Ready or Not -- Here Comes the Manual Medical Review of Medicare Outpatient Therapy Claims

Providers dodge snafus with CMS' NPI assignments.

Scrambling to prepare for CMS' new take on therapy caps? You're not alone. Starting Oct. 1, the Centers for Medicare & Medicaid Services begin phasing in outpatient rehab providers to manual medical review. After a patient reaches $3,700 of therapy dollar reimbursement for occupational therapy, or speech and physical therapy combined, the therapy provider must apply to CMS for advanced approval of further claims.

Snag: All the fuss may be for naught when Jan. 1 rolls around. Congress needs to act by the end of the year to keep therapy cap exceptions in place, as well as the new manual medical process.

That means, "we may be implementing a complex process for two months, then it may go away. That is a little disconcerting," comments Meryl Freeman, MS, PT, manager of outpatient rehabilitation for Rex Healthcare in Raleigh, North Carolina.

Beware NPI confusion

CMS used national provider identifier (NPI) numbers to assign rehab providers phase-in dates to manual medical review (either Oct. 1, Nov. 1, or Dec. 1).

Major glitch: Some providers received more than one phase-in date notification from CMS. The problem stemmed from individual therapists having their own NPI numbers yet working for and reassigning to a group that has a separate NPI number, explains Donna Senft, JD, PT, healthcare attorney with Ober/Kaler in Baltimore, Maryland.
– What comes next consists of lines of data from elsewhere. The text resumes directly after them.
//! Terminal UI rendering with ratatui

use quadtris::board::{BOARD_HEIGHT, BOARD_WIDTH};
use quadtris::game::{Game, GameState};
use quadtris::leaderboard::LeaderboardEntry;
use quadtris::piece::Direction as Heading;
use quadtris::score::QuadTally;
use quadtris::settings::Settings;
use quadtris::snapshot::{CellView, PieceView, Snapshot};
use ratatui::{
    Frame,
    layout::{Alignment, Constraint, Direction, Layout, Rect},
    style::{Color, Style, Stylize},
    text::{Line, Span},
    widgets::{Block, Borders, Clear, Paragraph},
};

const EMPTY: &str = "  ";

/// One board with borders: 10 cells of two columns each, plus 2
const BOARD_BOX_WIDTH: u16 = BOARD_WIDTH as u16 * 2 + 2;
const BOARD_BOX_HEIGHT: u16 = BOARD_HEIGHT as u16 + 2;
/// Next preview and stats column
const SIDE_WIDTH: u16 = 18;

/// What to draw on top of the play field
#[derive(Debug, Clone, Copy)]
pub enum Panel<'a> {
    /// Overlays follow the game state
    Game,
    /// Initials prompt after a qualifying score
    NameEntry { name: &'a str, score: u64 },
    /// Stored high scores, with an optional status line
    Leaderboard {
        entries: &'a [LeaderboardEntry],
        status: Option<&'a str>,
    },
}

/// Map a piece color name onto the terminal palette
fn palette(name: &str) -> Color {
    match name {
        "cyan" => Color::Cyan,
        "blue" => Color::Blue,
        "orange" => Color::Rgb(255, 165, 0),
        "yellow" => Color::Yellow,
        "green" => Color::Green,
        "purple" => Color::Magenta,
        "red" => Color::Red,
        _ => Color::White,
    }
}

/// Render a full frame
pub fn render_game(frame: &mut Frame, game: &Game, settings: &Settings, panel: Panel) {
    let area = frame.area();
    let snapshot = game.snapshot();

    match &snapshot.quad_boards {
        Some(arms) => render_quad(frame, area, &snapshot, arms, settings),
        None => render_single(frame, area, &snapshot, settings),
    }

    match panel {
        Panel::Game => render_state_overlay(frame, area, game),
        Panel::NameEntry { name, score } => render_name_entry(frame, area, name, score),
        Panel::Leaderboard { entries, status } => {
            render_leaderboard(frame, area, entries, status)
        }
    }
}

fn render_single(frame: &mut Frame, area: Rect, snapshot: &Snapshot, settings: &Settings) {
    let game_area = center_rect(area, BOARD_BOX_WIDTH + SIDE_WIDTH, BOARD_BOX_HEIGHT);
    let layout = Layout::default()
        .direction(Direction::Horizontal)
        .constraints([
            Constraint::Length(BOARD_BOX_WIDTH),
            Constraint::Length(SIDE_WIDTH),
        ])
        .split(game_area);

    render_board(
        frame,
        layout[0],
        " QUADTRIS ",
        &snapshot.board,
        snapshot.current_piece.as_ref(),
        Color::White,
        settings,
    );
    render_side(frame, layout[1], snapshot, settings);
}

/// Four arms side by side in UP, DOWN, LEFT, RIGHT order
fn render_quad(
    frame: &mut Frame,
    area: Rect,
    snapshot: &Snapshot,
    arms: &[Vec<Vec<CellView>>; 4],
    settings: &Settings,
) {
    let width = BOARD_BOX_WIDTH * 4 + SIDE_WIDTH;
    let game_area = center_rect(area, width, BOARD_BOX_HEIGHT);
    let layout = Layout::default()
        .direction(Direction::Horizontal)
        .constraints([
            Constraint::Length(BOARD_BOX_WIDTH),
            Constraint::Length(BOARD_BOX_WIDTH),
            Constraint::Length(BOARD_BOX_WIDTH),
            Constraint::Length(BOARD_BOX_WIDTH),
            Constraint::Length(SIDE_WIDTH),
        ])
        .split(game_area);

    for (slot, heading) in Heading::all().into_iter().enumerate() {
        let active = snapshot.quad_direction == Some(heading);
        let piece = snapshot
            .current_piece
            .as_ref()
            .filter(|piece| piece.direction == Some(heading));
        let title = format!(" {} {} ", heading.arrow(), heading.name());
        let border = if active { Color::Yellow } else { Color::Gray };
        render_board(
            frame,
            layout[slot],
            &title,
            &arms[heading.index()],
            piece,
            border,
            settings,
        );
    }
    render_side(frame, layout[4], snapshot, settings);
}

/// Center a rect within another rect
fn center_rect(area: Rect, width: u16, height: u16) -> Rect {
    let x = area.x + area.width.saturating_sub(width) / 2;
    let y = area.y + area.height.saturating_sub(height) / 2;
    Rect {
        x,
        y,
        width: width.min(area.width),
        height: height.min(area.height),
    }
}

/// Board cells covered by the falling piece
fn piece_cells(piece: &PieceView) -> impl Iterator<Item = (i32, i32)> + '_ {
    piece.shape.iter().enumerate().flat_map(move |(r, row)| {
        row.iter()
            .enumerate()
            .filter(|(_, filled)| **filled != 0)
            .map(move |(c, _)| (piece.x + c as i32, piece.y + r as i32))
    })
}

fn render_board(
    frame: &mut Frame,
    area: Rect,
    title: &str,
    cells: &[Vec<CellView>],
    piece: Option<&PieceView>,
    border: Color,
    settings: &Settings,
) {
    let (block_char, empty_char) = settings.visual.block_chars();
    let block = Block::default()
        .title(title.to_string())
        .title_alignment(Alignment::Center)
        .borders(Borders::ALL)
        .border_style(Style::default().fg(border));

    let inner = block.inner(area);
    frame.render_widget(block, area);

    let falling: Vec<(i32, i32)> = piece.map(|p| piece_cells(p).collect()).unwrap_or_default();
    let piece_color = piece.map(|p| palette(p.kind.color())).unwrap_or(Color::White);

    let lines: Vec<Line> = cells
        .iter()
        .enumerate()
        .map(|(y, row)| {
            let spans: Vec<Span> = row
                .iter()
                .enumerate()
                .map(|(x, cell)| {
                    if falling.contains(&(x as i32, y as i32)) {
                        Span::styled(block_char, Style::default().fg(piece_color))
                    } else if let Some(color) = cell.color {
                        Span::styled(block_char, Style::default().fg(palette(color)))
                    } else {
                        Span::styled(empty_char, Style::default().fg(Color::DarkGray))
                    }
                })
                .collect();
            Line::from(spans)
        })
        .collect();

    frame.render_widget(Paragraph::new(lines), inner);
}

/// Next preview above the stats panel
fn render_side(frame: &mut Frame, area: Rect, snapshot: &Snapshot, settings: &Settings) {
    let layout = Layout::default()
        .direction(Direction::Vertical)
        .constraints([Constraint::Length(6), Constraint::Min(6)])
        .split(area);

    render_next(frame, layout[0], snapshot, settings);
    render_stats(frame, layout[1], snapshot);
}

fn render_next(frame: &mut Frame, area: Rect, snapshot: &Snapshot, settings: &Settings) {
    let (block_char, _) = settings.visual.block_chars();
    let block = Block::default()
        .title(" NEXT ")
        .title_alignment(Alignment::Center)
        .borders(Borders::ALL)
        .border_style(Style::default().fg(Color::Gray));

    let inner = block.inner(area);
    frame.render_widget(block, area);

    let color = palette(snapshot.next_piece.color());
    // Skip blank rows so the preview sits at the top of the box
    let lines: Vec<Line> = snapshot
        .next_piece_shape
        .iter()
        .filter(|row| row.iter().any(|v| *v != 0))
        .map(|row| {
            let spans: Vec<Span> = row
                .iter()
                .map(|v| {
                    if *v != 0 {
                        Span::styled(block_char, Style::default().fg(color))
                    } else {
                        Span::raw(EMPTY)
                    }
                })
                .collect();
            Line::from(spans)
        })
        .collect();

    frame.render_widget(Paragraph::new(lines).alignment(Alignment::Center), inner);
}

fn stat(lines: &mut Vec<Line>, label: &str, value: String, color: Color) {
    lines.push(Line::from(Span::styled(label.to_string(), Style::default().fg(Color::Gray))));
    lines.push(Line::from(Span::styled(value, Style::default().fg(color).bold())));
}

fn render_stats(frame: &mut Frame, area: Rect, snapshot: &Snapshot) {
    let block = Block::default()
        .borders(Borders::ALL)
        .border_style(Style::default().fg(Color::Gray));

    let inner = block.inner(area);
    frame.render_widget(block, area);

    let mut lines = Vec::new();
    stat(&mut lines, "SCORE", snapshot.score.to_string(), Color::Yellow);
    stat(&mut lines, "LEVEL", snapshot.level.to_string(), Color::Cyan);
    stat(&mut lines, "LINES", snapshot.lines_cleared.to_string(), Color::Green);

    if snapshot.quad_mode {
        lines.push(Line::raw(""));
        lines.push(Line::from(Span::styled("PER ARM", Style::default().fg(Color::Gray))));
        lines.extend(quad_breakdown(&snapshot.quad_scores, &snapshot.quad_lines));
        if let Some(heading) = snapshot.quad_direction {
            lines.push(Line::raw(""));
            lines.push(Line::styled(
                format!("{} {}", heading.arrow(), heading.name()),
                Style::default().fg(Color::Yellow).bold(),
            ));
        }
    }

    frame.render_widget(Paragraph::new(lines), inner);
}

fn quad_breakdown(scores: &QuadTally, lines: &QuadTally) -> Vec<Line<'static>> {
    Heading::all()
        .into_iter()
        .map(|heading| {
            Line::from(vec![
                Span::styled(heading.arrow(), Style::default().fg(Color::Yellow)),
                Span::raw(format!(
                    " {:>6} {:>3}",
                    scores.get(heading),
                    lines.get(heading)
                )),
            ])
        })
        .collect()
}

fn render_state_overlay(frame: &mut Frame, area: Rect, game: &Game) {
    match game.state {
        GameState::NotStarted => render_overlay(frame, area, "QUADTRIS", "Press P to start"),
        GameState::Paused => render_overlay(frame, area, "PAUSED", "Press P to resume"),
        GameState::GameOver => render_overlay(frame, area, "GAME OVER", "R to restart, Esc to exit"),
        GameState::Abandoned => render_overlay(frame, area, "GAME ENDED", "R to restart, Esc to exit"),
        GameState::Running => {
            // Name the last clear on the top line
            if let Some(label) = game.last_lock.and_then(|report| report.label()) {
                let flash = Paragraph::new(Line::styled(
                    label,
                    Style::default().fg(Color::Magenta).bold(),
                ))
                .alignment(Alignment::Center);
                frame.render_widget(flash, Rect { height: 1, ..area });
            }
        }
    }
}

/// Render an overlay (for pause/game over)
fn render_overlay(frame: &mut Frame, area: Rect, title: &str, subtitle: &str) {
    let popup_area = center_rect(area, 30, 5);

    // Clear the background
    frame.render_widget(Clear, popup_area);

    let block = Block::default()
        .borders(Borders::ALL)
        .border_style(Style::default().fg(Color::Yellow))
        .style(Style::default().bg(Color::Black));

    let inner = block.inner(popup_area);
    frame.render_widget(block, popup_area);

    let text = vec![
        Line::styled(title.to_string(), Style::default().fg(Color::Yellow).bold()),
        Line::raw(""),
        Line::styled(subtitle.to_string(), Style::default().fg(Color::Gray)),
    ];

    frame.render_widget(Paragraph::new(text).alignment(Alignment::Center), inner);
}

fn render_name_entry(frame: &mut Frame, area: Rect, name: &str, score: u64) {
    let popup_area = center_rect(area, 36, 9);
    frame.render_widget(Clear, popup_area);

    let block = Block::default()
        .title(" NEW HIGH SCORE ")
        .title_alignment(Alignment::Center)
        .borders(Borders::ALL)
        .border_style(Style::default().fg(Color::Cyan))
        .style(Style::default().bg(Color::Black));

    let inner = block.inner(popup_area);
    frame.render_widget(block, popup_area);

    let text = vec![
        Line::styled(format!("Score: {}", score), Style::default().fg(Color::Yellow).bold()),
        Line::raw(""),
        Line::styled("Enter your initials", Style::default().fg(Color::Gray)),
        Line::styled(format!("[{:<3}]", name), Style::default().fg(Color::White).bold()),
        Line::raw(""),
        Line::styled("Enter to save, Esc to skip", Style::default().fg(Color::DarkGray)),
    ];

    frame.render_widget(Paragraph::new(text).alignment(Alignment::Center), inner);
}

fn render_leaderboard(
    frame: &mut Frame,
    area: Rect,
    entries: &[LeaderboardEntry],
    status: Option<&str>,
) {
    let popup_area = center_rect(area, 44, 17);
    frame.render_widget(Clear, popup_area);

    let block = Block::default()
        .title(" LEADERBOARD ")
        .title_alignment(Alignment::Center)
        .borders(Borders::ALL)
        .border_style(Style::default().fg(Color::Cyan))
        .style(Style::default().bg(Color::Black));

    let inner = block.inner(popup_area);
    frame.render_widget(block, popup_area);

    let mut lines = Vec::new();
    if entries.is_empty() {
        lines.push(Line::styled("No high scores yet", Style::default().fg(Color::Gray)));
    }
    for (rank, entry) in entries.iter().enumerate() {
        lines.push(Line::raw(format!(
            "{:>2}. {:<3} {:>7}  L{:<2} {}",
            rank + 1,
            entry.player_name,
            entry.score,
            entry.level,
            entry.date.format("%Y-%m-%d"),
        )));
    }
    lines.push(Line::raw(""));
    if let Some(status) = status {
        lines.push(Line::styled(status.to_string(), Style::default().fg(Color::Red)));
    }
    lines.push(Line::styled("Press any key", Style::default().fg(Color::DarkGray)));

    frame.render_widget(Paragraph::new(lines).alignment(Alignment::Center), inner);
}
"We posted a question to CMS about this," Senft continues. "They said to use the NPI number on the claim form used to bill for services. Since there are multiple NPS numbers on the claim form, we asked them to clarify if they were referring to the NPI number that goes on the 1500 form in Box 33A, or the treating therapist NPI number that goes with Box 24J." At press time, CMS confirmed that it is the NPI in Box 33A.

Get savvy with your patient education

CMS recently sent letters to Medicare beneficiaries to inform them if they were reaching the $3,700 limit. These letters have tended "to elicit fear," Nicole Scheiman, OTR/L, MHS, CEES, CKTP, CLT-LANA, CSST, director of rehabilitative and wellness services at Florida Hospital DeLand Sports Medicine and Rehabilitation, reports.

That said, "It is very important to educate patients and therapists that the cap doesn't mean therapy [automatically] stops," Scheiman emphasizes. You want to explain that if additional care is medically necessary, the rehab provider must take further steps to approve continued therapy.

In the past, the Notice of Exclusion of Medicare Benefits (NEMB) form was considered most appropriate to inform patients that services above therapy caps were statutorily non-covered (if there were no exceptions). But for manual medical review cases, CMS and several professional rehab associations suggest using the Advance Beneficiary Notice of Non-coverage (ABN) form.

"The reason for suggesting the ABN may be because the services may still be covered; there simply is no required exclusion of coverage for services beyond the $3,700 limit," Senft explains.